» **PROBLEM DESCRIPTION**:
Once the line containing "let alpha_1 = Zeroizing::new(Scalar::random(rng));" is found in the entries below, reproduce it and every line after it, stopping at and including the line containing "the real index."; reproduce nothing else, and keep each line exact.

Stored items
::::

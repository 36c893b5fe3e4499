// Copyright (c) 2025 The Vela Foundation

//! MLSAG ring signatures over one-time keys and amount commitments.

use alloc::{vec, vec::Vec};
use curve25519_dalek::{
    constants::RISTRETTO_BASEPOINT_POINT,
    ristretto::{CompressedRistretto, RistrettoPoint},
};
use rand_core::{CryptoRng, RngCore};
use serde::{Deserialize, Serialize};
use vela_crypto_hashes::{Blake2b512, Digest};
use vela_crypto_keys::{CompressedRistrettoPublic, RistrettoPrivate, RistrettoPublic};
use zeroize::Zeroizing;

use crate::{
    commitment::{Commitment, CompressedCommitment},
    domain_separators::RING_MLSAG_CHALLENGE_DOMAIN_TAG,
    ring_signature::{hash_to_point, Error, KeyImage, Scalar},
    CurveScalar, PedersenGens, ReducedTxOut, B_BLINDING,
};

/// An MLSAG over a ring of one-time keys and their amount commitments.
///
/// Each ring member contributes two rows to the signature: one proving
/// knowledge of a one-time private key (and binding its key image), and one
/// proving that the signed input's true commitment differs from the
/// pseudo-output commitment only in the blinding.
#[derive(Clone, Debug, Default, Deserialize, Eq, PartialEq, Serialize)]
pub struct RingMLSAG {
    /// The initial challenge `c[0]`.
    pub c_zero: CurveScalar,

    /// Responses `r_{0,0}, r_{0,1}, ..., r_{n-1,0}, r_{n-1,1}`.
    pub responses: Vec<CurveScalar>,

    /// Key image "spent" by this signature.
    pub key_image: KeyImage,
}

impl RingMLSAG {
    /// Sign a ring of input onetime addresses and amount commitments.
    ///
    /// # Arguments
    /// * `message` - Message to be signed.
    /// * `ring` - A ring of inputs. Aborts if `ring` is empty.
    /// * `real_index` - The index in the ring of the real input.
    /// * `onetime_private_key` - The real input's private key.
    /// * `value` - Value of the real input.
    /// * `blinding` - Blinding of the real input.
    /// * `pseudo_output_blinding` - Blinding for the pseudo-output commitment.
    /// * `generator` - Pedersen generator for the amount commitments.
    /// * `rng` - Randomness.
    pub fn sign<CSPRNG: RngCore + CryptoRng>(
        message: &[u8],
        ring: &[ReducedTxOut],
        real_index: usize,
        onetime_private_key: &RistrettoPrivate,
        value: u64,
        blinding: &Scalar,
        pseudo_output_blinding: &Scalar,
        generator: &PedersenGens,
        rng: &mut CSPRNG,
    ) -> Result<Self, Error> {
        Self::sign_with_balance_check(
            message,
            ring,
            real_index,
            onetime_private_key,
            value,
            blinding,
            pseudo_output_blinding,
            generator,
            true,
            rng,
        )
    }

    // If `check_value_is_preserved` is set, confirm that the value of the real
    // input equals the value of the pseudo-output before signing. A signature
    // made over unequal values would never verify against the pseudo-output,
    // so catching the mismatch here gives a better error.
    #[allow(clippy::too_many_arguments)]
    #[allow(non_snake_case)]
    fn sign_with_balance_check<CSPRNG: RngCore + CryptoRng>(
        message: &[u8],
        ring: &[ReducedTxOut],
        real_index: usize,
        onetime_private_key: &RistrettoPrivate,
        value: u64,
        blinding: &Scalar,
        pseudo_output_blinding: &Scalar,
        generator: &PedersenGens,
        check_value_is_preserved: bool,
        rng: &mut CSPRNG,
    ) -> Result<Self, Error> {
        let ring_size = ring.len();

        if real_index >= ring_size {
            return Err(Error::IndexOutOfBounds);
        }

        let G = RISTRETTO_BASEPOINT_POINT;
        let H = B_BLINDING;

        let key_image = KeyImage::from(onetime_private_key);

        // The uncompressed key_image.
        let I: RistrettoPoint = key_image
            .point
            .decompress()
            .ok_or(Error::InvalidKeyImage)?;

        // Uncompressed output commitment, one per ring member.
        let decompressed_commitments: Vec<Commitment> = ring
            .iter()
            .map(|txout| Commitment::try_from(&txout.commitment))
            .collect::<Result<_, _>>()?;

        // The pseudo-output commitment, to `value` under
        // `pseudo_output_blinding`.
        let pseudo_output = generator.commit(Scalar::from(value), *pseudo_output_blinding);

        if check_value_is_preserved {
            let real_commitment = decompressed_commitments[real_index].point;
            let difference = real_commitment - pseudo_output;
            if difference != (blinding - pseudo_output_blinding) * H {
                return Err(Error::ValueNotConserved);
            }
        }

        // Secret key for the second row: the difference of blindings.
        let z = Zeroizing::new(blinding - pseudo_output_blinding);

        // Challenges `c_0, ..., c_{ring_size - 1}`.
        let mut c: Vec<Scalar> = vec![Scalar::ZERO; ring_size];

        // Responses `r_{0,0}, r_{0,1}, ..., r_{n-1,0}, r_{n-1,1}`.
        let mut r: Vec<Scalar> = vec![Scalar::ZERO; 2 * ring_size];
        for (i, r_i) in r.iter_mut().enumerate() {
            if i / 2 != real_index {
                *r_i = Scalar::random(rng);
            }
        }

        let alpha_0 = Zeroizing::new(Scalar::random(rng));
        let alpha_1 = Zeroizing::new(Scalar::random(rng));

        for n in 0..ring_size {
            // Iterate around the ring, starting at real_index.
            let i = (real_index + n) % ring_size;
            let txout = &ring[i];

            let onetime_public_key = RistrettoPublic::try_from(&txout.target_key)?;

            let (L0, R0, L1) = if i == real_index {
                // c_{i+1} = Hn( m | key_image | alpha_0 * G | alpha_0 * Hp(P_i) | alpha_1 * G )
                //         = Hn( m | key_image |      L0     |         R0        |      L1     )
                let L0 = *alpha_0 * G;
                let R0 = *alpha_0 * hash_to_point(&onetime_public_key);
                let L1 = *alpha_1 * H;
                (L0, R0, L1)
            } else {
                // c_{i+1} = Hn( m | key_image | r_{i,0} * G + c_i * P_i |
                //              r_{i,0} * Hp(P_i) + c_i * I |
                //              r_{i,1} * H + c_i * Z_i )
                // where Z_i is the i^th "commitment to zero", the difference
                // of the i^th commitment and the pseudo-output commitment.
                let L0 = r[2 * i] * G + c[i] * onetime_public_key.as_ref();
                let R0 = r[2 * i] * hash_to_point(&onetime_public_key) + c[i] * I;
                let L1 =
                    r[2 * i + 1] * H + c[i] * (decompressed_commitments[i].point - pseudo_output);
                (L0, R0, L1)
            };

            c[(i + 1) % ring_size] = challenge(message, &key_image, &L0, &R0, &L1);
        }

        // "Close the ring" by computing the responses for the real index.
        r[2 * real_index] = *alpha_0 - c[real_index] * onetime_private_key.as_ref();
        r[2 * real_index + 1] = *alpha_1 - c[real_index] * *z;

        let responses: Vec<CurveScalar> = r.into_iter().map(CurveScalar::from).collect();

        Ok(Self {
            c_zero: CurveScalar::from(c[0]),
            responses,
            key_image,
        })
    }

    /// Verify this signature over `message` against `ring` and the
    /// pseudo-output commitment it claims to balance against.
    #[allow(non_snake_case)]
    pub fn verify(
        &self,
        message: &[u8],
        ring: &[ReducedTxOut],
        pseudo_output: &CompressedCommitment,
    ) -> Result<(), Error> {
        let ring_size = ring.len();
        // An empty ring proves nothing. Reject it before the challenge loop,
        // which would otherwise index into empty vectors.
        if ring_size == 0 {
            return Err(Error::InvalidSignature);
        }
        // `responses` must contain `2 * ring_size` elements.
        if self.responses.len() != 2 * ring_size {
            return Err(Error::LengthMismatch(2 * ring_size, self.responses.len()));
        }

        let G = RISTRETTO_BASEPOINT_POINT;
        let H = B_BLINDING;

        // The key image must decompress, otherwise the signature is invalid.
        let I: RistrettoPoint = self
            .key_image
            .point
            .decompress()
            .ok_or(Error::InvalidKeyImage)?;

        let r: Vec<Scalar> = self.responses.iter().map(|response| response.scalar).collect();

        let pseudo_output = Commitment::try_from(pseudo_output)?.point;

        // Recompute challenges.
        let mut recomputed_c = vec![Scalar::ZERO; ring_size];

        for (i, txout) in ring.iter().enumerate() {
            let c_i = if i == 0 {
                // Initialize loop with the signature's claimed c_0.
                self.c_zero.scalar
            } else {
                recomputed_c[i]
            };

            let onetime_public_key = RistrettoPublic::try_from(&txout.target_key)?;
            let commitment = Commitment::try_from(&txout.commitment)?;

            let L0 = r[2 * i] * G + c_i * onetime_public_key.as_ref();
            let R0 = r[2 * i] * hash_to_point(&onetime_public_key) + c_i * I;
            let L1 = r[2 * i + 1] * H + c_i * (commitment.point - pseudo_output);

            recomputed_c[(i + 1) % ring_size] = challenge(message, &self.key_image, &L0, &R0, &L1);
        }

        if self.c_zero.scalar == recomputed_c[0] {
            Ok(())
        } else {
            Err(Error::InvalidSignature)
        }
    }
}

// Challenge `c_{i+1} = Hn( m | key_image | L0 | R0 | L1 )`.
#[allow(non_snake_case)]
fn challenge(
    message: &[u8],
    key_image: &KeyImage,
    L0: &RistrettoPoint,
    R0: &RistrettoPoint,
    L1: &RistrettoPoint,
) -> Scalar {
    let mut hasher = Blake2b512::new();
    hasher.update(RING_MLSAG_CHALLENGE_DOMAIN_TAG);
    hasher.update(message);
    hasher.update(key_image.as_bytes());
    hasher.update(L0.compress().as_bytes());
    hasher.update(R0.compress().as_bytes());
    hasher.update(L1.compress().as_bytes());
    Scalar::from_hash(hasher)
}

::::

» **TASK OUTPUT**:
        let alpha_1 = Zeroizing::new(Scalar::random(rng));

        for n in 0..ring_size {
            // Iterate around the ring, starting at real_index.
            let i = (real_index + n) % ring_size;
            let txout = &ring[i];

            let onetime_public_key = RistrettoPublic::try_from(&txout.target_key)?;

            let (L0, R0, L1) = if i == real_index {
                // c_{i+1} = Hn( m | key_image | alpha_0 * G | alpha_0 * Hp(P_i) | alpha_1 * G )
                //         = Hn( m | key_image |      L0     |         R0        |      L1     )
                let L0 = *alpha_0 * G;
                let R0 = *alpha_0 * hash_to_point(&onetime_public_key);
                let L1 = *alpha_1 * H;
                (L0, R0, L1)
            } else {
                // c_{i+1} = Hn( m | key_image | r_{i,0} * G + c_i * P_i |
                //              r_{i,0} * Hp(P_i) + c_i * I |
                //              r_{i,1} * H + c_i * Z_i )
                // where Z_i is the i^th "commitment to zero", the difference
                // of the i^th commitment and the pseudo-output commitment.
                let L0 = r[2 * i] * G + c[i] * onetime_public_key.as_ref();
                let R0 = r[2 * i] * hash_to_point(&onetime_public_key) + c[i] * I;
                let L1 =
                    r[2 * i + 1] * H + c[i] * (decompressed_commitments[i].point - pseudo_output);
                (L0, R0, L1)
            };

            c[(i + 1) % ring_size] = challenge(message, &key_image, &L0, &R0, &L1);
        }

        // "Close the ring" by computing the responses for the real index.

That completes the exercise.